→ TASK ITEM
Print the lines that run from the line with "let removed = inner.queue.cancel(handle);" to the line with "drop(guard);", keeping both end lines, exactly as they appear in the entries below, and nothing else.
== DATA
//! Error taxonomy for the scheduler (spec §7).
//!
//! The hot path — `schedule_callback`, `cancel_callback`, the drain loop
//! itself — stays infallible, matching the original design: a callback
//! panicking is the only failure the core loop has to deal with, and it is
//! caught rather than threaded through a `Result`. `SchedulerError` exists
//! for the handful of boundaries where a `Result` actually makes sense.

use std::any::Any;
use std::fmt;

#[derive(thiserror::Error)]
pub enum SchedulerError {
    /// A caller passed a raw priority level (spec §6's `{1, 2, 3, 4}`
    /// constants) outside that range to [`crate::Scheduler::schedule_callback_at_level`].
    /// Reaching this is a programming error in an external collaborator,
    /// not a runtime condition — rejected with a `Result` rather than
    /// silently clamped or defaulted.
    #[error("invalid callback: {0}")]
    InvalidCallback(&'static str),

    /// [`crate::host::HostAdapter::probe`] found the host missing an
    /// animation-frame or deferred-task primitive it needs (only
    /// `BrowserHostAdapter` overrides `probe` with a real check; every
    /// other backend returns `Ok(())`). There is no runtime fallback to
    /// another backend on `wasm32` — `BrowserHostAdapter::new` logs this as
    /// a `tracing::warn!` diagnostic rather than discovering the gap later
    /// via a blind panic.
    #[error("host is missing a capability the browser backend needs: {reason}")]
    HostCapabilityMissing { reason: String },

    /// A callback panicked while running. The drain loop has already
    /// restored queue invariants (detached node, restored priority state)
    /// before this is surfaced via `Scheduler::take_last_panic`.
    #[error("callback panicked during drain")]
    CallbackPanicked(Box<dyn Any + Send + 'static>),
}

// Manual `Debug`: the panic payload inside `CallbackPanicked` is `dyn Any`,
// which has no `Debug` impl of its own, so this can't be `#[derive(Debug)]`.
impl fmt::Debug for SchedulerError {
    fn fmt(&self, f: &mut fmt::Formatter<'_>) -> fmt::Result {
        match self {
            Self::InvalidCallback(reason) => f.debug_tuple("InvalidCallback").field(reason).finish(),
            Self::HostCapabilityMissing { reason } => {
                f.debug_struct("HostCapabilityMissing").field("reason", reason).finish()
            }
            Self::CallbackPanicked(_) => f.debug_tuple("CallbackPanicked").field(&"<panic payload>").finish(),
        }
    }
}
//! # frame-scheduler
//!
//! A cooperative, priority-aware task scheduler that time-slices work
//! against a host's frame cadence. It is the engine behind interleaving
//! many small units of work with a host's paint pipeline: each frame it
//! consumes whatever portion of the frame budget remains after layout and
//! paint, runs as many queued callbacks as fit, and defers the rest to
//! later frames. A callback whose deadline has already passed runs
//! synchronously, regardless of remaining frame time.
//!
//! The four pieces are a priority-ordered callback queue ([`node`]), a
//! priority/deadline policy ([`priority`]), a pluggable host adapter
//! ([`host`]) with browser, native, and injected-for-tests backends, and
//! the drain loop ([`drain`]) that ties them together. [`Scheduler`] is
//! the public handle; everything else is an implementation detail reached
//! through it.
//!
//! Building and diffing a UI tree, context plumbing, and component base
//! classes are explicitly out of scope here — this crate only knows how
//! to run callbacks on time, not what they do.

pub mod clock;
pub mod config;
pub mod deadline;
mod drain;
pub mod error;
pub mod host;
pub mod node;
pub mod pool;
pub mod priority;

use std::cell::RefCell;
use std::rc::Rc;

pub use clock::{Clock, ManualClock, MonotonicClock};
#[cfg(target_arch = "wasm32")]
pub use clock::PerformanceClock;
pub use config::{PriorityTimeouts, SchedulerConfig};
pub use deadline::Deadline;
pub use error::SchedulerError;
#[cfg(target_arch = "wasm32")]
pub use host::browser::BrowserHostAdapter;
pub use host::injected::SharedInjectedHost;
pub use host::native::{NativeHostAdapter, SharedNativeHost};
pub use host::HostAdapter;
pub use node::{Callback, Continuation, NodeHandle};
pub use priority::Priority;

use drain::Inner;

/// `Scheduler` is a cheap-to-clone handle (an `Rc` underneath) around the
/// process-wide scheduler state described in spec §3. Cloning shares the
/// same queue and host adapter; it does not create an independent
/// scheduler. Use one `Scheduler` per host execution context, or per test,
/// rather than a process-global `static` — embedding hosts that want a
/// singleton can still stash one in a `thread_local!`, matching the
/// pattern this crate's own test harness and `dx-sched` both use.
#[derive(Clone)]
pub struct Scheduler {
    inner: Rc<RefCell<Inner>>,
}

impl Scheduler {
    pub fn new(clock: Box<dyn Clock>, host: Box<dyn HostAdapter>, config: SchedulerConfig) -> Self {
        Self { inner: Rc::new(RefCell::new(Inner::new(clock, host, config))) }
    }

    /// Non-wasm convenience constructor: a real monotonic clock over a
    /// [`NativeHostAdapter`] (no animation-frame concept, timers only).
    pub fn native(config: SchedulerConfig) -> Self {
        let clock = MonotonicClock::new();
        let host = NativeHostAdapter::with_config(clock, config.clone());
        Self::new(Box::new(clock), Box::new(host), config)
    }

    /// Like [`Scheduler::native`], but also returns a [`SharedNativeHost`]
    /// handle so a host binary with no event loop of its own can drive the
    /// adapter with a simple `loop { pump.pump_blocking(); }` (see
    /// `demos/frame-demo`).
    pub fn native_with_pump(config: SchedulerConfig) -> (Self, SharedNativeHost<MonotonicClock>) {
        let clock = MonotonicClock::new();
        let host = SharedNativeHost::with_config(clock, config.clone());
        let scheduler = Self::new(Box::new(clock), Box::new(host.clone()), config);
        (scheduler, host)
    }

    /// wasm32 convenience constructor: `Performance::now` over a real
    /// `requestAnimationFrame` + `MessageChannel` pipeline.
    #[cfg(target_arch = "wasm32")]
    pub fn browser(config: SchedulerConfig) -> Self {
        let clock = clock::PerformanceClock::new();
        let host = BrowserHostAdapter::new(config.clone());
        Self::new(Box::new(clock), Box::new(host), config)
    }

    /// Deterministic constructor for tests (spec §4.3, "Injected
    /// backend"): returns the scheduler plus handles to drive its clock
    /// and fire its host callback explicitly, with no real timers
    /// involved anywhere.
    pub fn with_injected_host(config: SchedulerConfig) -> (Self, ManualClock, SharedInjectedHost) {
        let clock = ManualClock::new();
        let host = SharedInjectedHost::new();
        let scheduler = Self::new(Box::new(clock.clone()), Box::new(host.clone()), config);
        (scheduler, clock, host)
    }

    /// spec §4.2 `scheduleCallback(callback, options)`. `timeout`, if
    /// given, overrides `priority`'s table offset verbatim (spec §4.1).
    pub fn schedule_callback(&self, priority: Priority, timeout: Option<f64>, callback: Callback) -> NodeHandle {
        let mut inner = self.inner.borrow_mut();
        let start_time = if inner.current_event_start_time != -1.0 {
            inner.current_event_start_time
        } else {
            inner.clock.now()
        };
        let expiration_time = match timeout {
            Some(explicit) => start_time + explicit,
            None => start_time + priority.timeout_offset(&inner.config.priority_timeouts),
        };

        let handle = inner.queue.insert(priority, expiration_time, callback);
        let became_head = inner.queue.is_head(handle);
        drop(inner);

        tracing::trace!(?priority, expiration_time, became_head, "callback scheduled");
        if became_head {
            drain::ensure_host_callback_is_scheduled(&self.inner);
        }
        handle
    }

    /// spec §6 frames priority levels as the raw external constants
    /// `{1, 2, 3, 4}` rather than an enum at the interface boundary — this
    /// is the entry point for an embedding host that only has that raw
    /// level (e.g. one arriving across an FFI/JSON boundary) instead of a
    /// `Priority` value in hand. Delegates to [`Scheduler::schedule_callback`]
    /// once the level validates.
    pub fn schedule_callback_at_level(
        &self,
        level: u8,
        timeout: Option<f64>,
        callback: Callback,
    ) -> Result<NodeHandle, SchedulerError> {
        let priority = Priority::try_from(level)?;
        Ok(self.schedule_callback(priority, timeout, callback))
    }

    /// spec §4.2 `cancelCallback(node)`: O(1) and idempotent.
    pub fn cancel_callback(&self, handle: NodeHandle) {
        let mut inner = self.inner.borrow_mut();
        let is_executing = inner.is_executing_callback;
        let removed = inner.queue.cancel(handle);
        if !removed && is_executing {
            // spec §7: "callback returned continuation while cancelled
            // concurrently" — the node this handle named is already
            // detached (it's the one currently running), so cancelling it
            // is a documented no-op (spec §5), but it's still worth a
            // diagnostic since it usually means two collaborators raced
            // over the same handle.
            tracing::warn!("cancel_callback called on a handle whose node is already running; no-op");
        }
    }

    /// spec §4.1 `runWithPriority(level, fn)`: scopes `level` and "now" as
    /// the ambient priority/start-time for the duration of `f`, restoring
    /// both on every exit path (including a panic unwinding through `f`),
    /// then triggers an Immediate drain pass.
    pub fn run_with_priority<F, R>(&self, level: Priority, f: F) -> R
    where
        F: FnOnce() -> R,
    {
        struct Restore {
            inner: Rc<RefCell<Inner>>,
            prior_priority: Priority,
            prior_event_start: f64,
        }
        impl Drop for Restore {
            fn drop(&mut self) {
                let mut inner = self.inner.borrow_mut();
                inner.current_priority_level = self.prior_priority;
                inner.current_event_start_time = self.prior_event_start;
            }
        }

        let guard = {
            let mut inner = self.inner.borrow_mut();
            let prior_priority = inner.current_priority_level;
            let prior_event_start = inner.current_event_start_time;
            let now = inner.clock.now();
            inner.current_priority_level = level;
            inner.current_event_start_time = now;
            Restore { inner: self.inner.clone(), prior_priority, prior_event_start }
        };

        let result = f();
        drop(guard);
        drain::flush_immediate_work(&self.inner);
        result
    }

    /// spec §4.1 `wrapCallback(fn)`: captures `get_current_priority_level()`
    /// at wrap time; every invocation of the returned closure behaves as
    /// if `run_with_priority(captured, fn)` were called.
    pub fn wrap_callback<F>(&self, mut f: F) -> impl FnMut()
    where
        F: FnMut() + 'static,
    {
        let captured = self.get_current_priority_level();
        let scheduler = self.clone();
        move || {
            let f = &mut f;
            scheduler.run_with_priority(captured, move || f());
        }
    }

    pub fn get_current_priority_level(&self) -> Priority {
        self.inner.borrow().current_priority_level
    }

    /// Takes the most recent callback panic caught by the drain loop, if
    /// any (spec §7, "Callback failure": caught rather than propagated,
    /// queue invariants restored, the host's task runner is left to log it
    /// per its own policy — this is that logging hook for an embedding
    /// host that wants one). Returns `None` and clears nothing if no
    /// callback has panicked since the last call.
    pub fn take_last_panic(&self) -> Option<SchedulerError> {
        self.inner.borrow_mut().last_panic.take().map(SchedulerError::CallbackPanicked)
    }

    /// Monotonic (or wall-clock, if the host has nothing better) "now", on
    /// whatever [`Clock`] this scheduler was built with.
    pub fn now(&self) -> f64 {
        self.inner.borrow().clock.now()
    }
}

#[cfg(test)]
mod tests {
    use super::*;

    fn noop() -> Callback {
        Box::new(|_| None)
    }

    #[test]
    fn schedule_then_cancel_before_any_tick_is_bit_identical_to_empty() {
        let (scheduler, _clock, host) = Scheduler::with_injected_host(SchedulerConfig::default());
        let handle = scheduler.schedule_callback(Priority::Normal, None, noop());
        assert!(host.has_pending());
        scheduler.cancel_callback(handle);
        assert!(scheduler.inner.borrow().queue.is_empty());
    }

    #[test]
    fn schedule_callback_at_level_accepts_the_documented_raw_constants() {
        let (scheduler, clock, _host) = Scheduler::with_injected_host(SchedulerConfig::default());
        let handle = scheduler
            .schedule_callback_at_level(2, None, noop()) // UserBlocking
            .expect("2 is a valid documented priority constant");
        assert_eq!(scheduler.inner.borrow().queue.head_expiration(), Some(clock.now() + 250.0));
        scheduler.cancel_callback(handle);
        assert!(scheduler.inner.borrow().queue.is_empty());
    }

    #[test]
    fn schedule_callback_at_level_rejects_out_of_range_levels() {
        let (scheduler, _clock, _host) = Scheduler::with_injected_host(SchedulerConfig::default());
        let err = scheduler.schedule_callback_at_level(0, None, noop()).unwrap_err();
        assert!(matches!(err, SchedulerError::InvalidCallback(_)));
    }

    #[test]
    fn run_with_priority_returns_value_and_restores_afterwards() {
        let (scheduler, _clock, _host) = Scheduler::with_injected_host(SchedulerConfig::default());
        assert_eq!(scheduler.get_current_priority_level(), Priority::Normal);
        let observed = scheduler.run_with_priority(Priority::UserBlocking, || scheduler.get_current_priority_level());
        assert_eq!(observed, Priority::UserBlocking);
        assert_eq!(scheduler.get_current_priority_level(), Priority::Normal);
    }

    #[test]
    fn run_with_priority_restores_even_if_closure_panics() {
        let (scheduler, _clock, _host) = Scheduler::with_injected_host(SchedulerConfig::default());
        let outer = scheduler.clone();
        let result = std::panic::catch_unwind(std::panic::AssertUnwindSafe(|| {
            outer.run_with_priority(Priority::Idle, || panic!("boom"));
        }));
        assert!(result.is_err());
        assert_eq!(scheduler.get_current_priority_level(), Priority::Normal);
    }

    #[test]
    fn panicking_callback_ends_the_pass_without_corrupting_the_queue() {
        let (scheduler, clock, host) = Scheduler::with_injected_host(SchedulerConfig::default());
        assert!(scheduler.take_last_panic().is_none());

        scheduler.schedule_callback(Priority::Normal, Some(100.0), Box::new(|_| panic!("callback blew up")));
        let log = Rc::new(RefCell::new(Vec::new()));
        let log_b = log.clone();
        scheduler.schedule_callback(
            Priority::Normal,
            Some(100.0),
            Box::new(move |_| {
                log_b.borrow_mut().push("B");
                None
            }),
        );

        clock.set(101.0);
        host.fire_expired();

        assert!(matches!(scheduler.take_last_panic(), Some(SchedulerError::CallbackPanicked(_))));
        // Spec §7: "The pass ends; isExecutingCallback is cleared; the host
        // is re-armed if work remains." B must NOT run in the same pass as
        // A's panic — it only runs once the host fires again.
        assert!(log.borrow().is_empty());
        assert!(host.has_pending(), "queue still has B, so the host must be re-armed");
        assert!(scheduler.take_last_panic().is_none());

        host.fire_expired();
        assert_eq!(*log.borrow(), vec!["B"]);
        assert!(scheduler.take_last_panic().is_none());
    }

    #[test]
    fn wrap_callback_runs_at_captured_priority_even_after_ambient_changes() {
        let (scheduler, _clock, _host) = Scheduler::with_injected_host(SchedulerConfig::default());
        let mut wrapped = scheduler.run_with_priority(Priority::UserBlocking, || {
            let captured_scheduler = scheduler.clone();
            scheduler.wrap_callback(move || {
                assert_eq!(captured_scheduler.get_current_priority_level(), Priority::UserBlocking);
            })
        });
        assert_eq!(scheduler.get_current_priority_level(), Priority::Normal);
        wrapped();
        assert_eq!(scheduler.get_current_priority_level(), Priority::Normal);
    }
}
====
→ SOLUTION FOR THIS TASK
        let removed = inner.queue.cancel(handle);
        if !removed && is_executing {
            // spec §7: "callback returned continuation while cancelled
            // concurrently" — the node this handle named is already
            // detached (it's the one currently running), so cancelling it
            // is a documented no-op (spec §5), but it's still worth a
            // diagnostic since it usually means two collaborators raced
            // over the same handle.
            tracing::warn!("cancel_callback called on a handle whose node is already running; no-op");
        }
    }

    /// spec §4.1 `runWithPriority(level, fn)`: scopes `level` and "now" as
    /// the ambient priority/start-time for the duration of `f`, restoring
    /// both on every exit path (including a panic unwinding through `f`),
    /// then triggers an Immediate drain pass.
    pub fn run_with_priority<F, R>(&self, level: Priority, f: F) -> R
    where
        F: FnOnce() -> R,
    {
        struct Restore {
            inner: Rc<RefCell<Inner>>,
            prior_priority: Priority,
            prior_event_start: f64,
        }
        impl Drop for Restore {
            fn drop(&mut self) {
                let mut inner = self.inner.borrow_mut();
                inner.current_priority_level = self.prior_priority;
                inner.current_event_start_time = self.prior_event_start;
            }
        }

        let guard = {
            let mut inner = self.inner.borrow_mut();
            let prior_priority = inner.current_priority_level;
            let prior_event_start = inner.current_event_start_time;
            let now = inner.clock.now();
            inner.current_priority_level = level;
            inner.current_event_start_time = now;
            Restore { inner: self.inner.clone(), prior_priority, prior_event_start }
        };

        let result = f();
        drop(guard);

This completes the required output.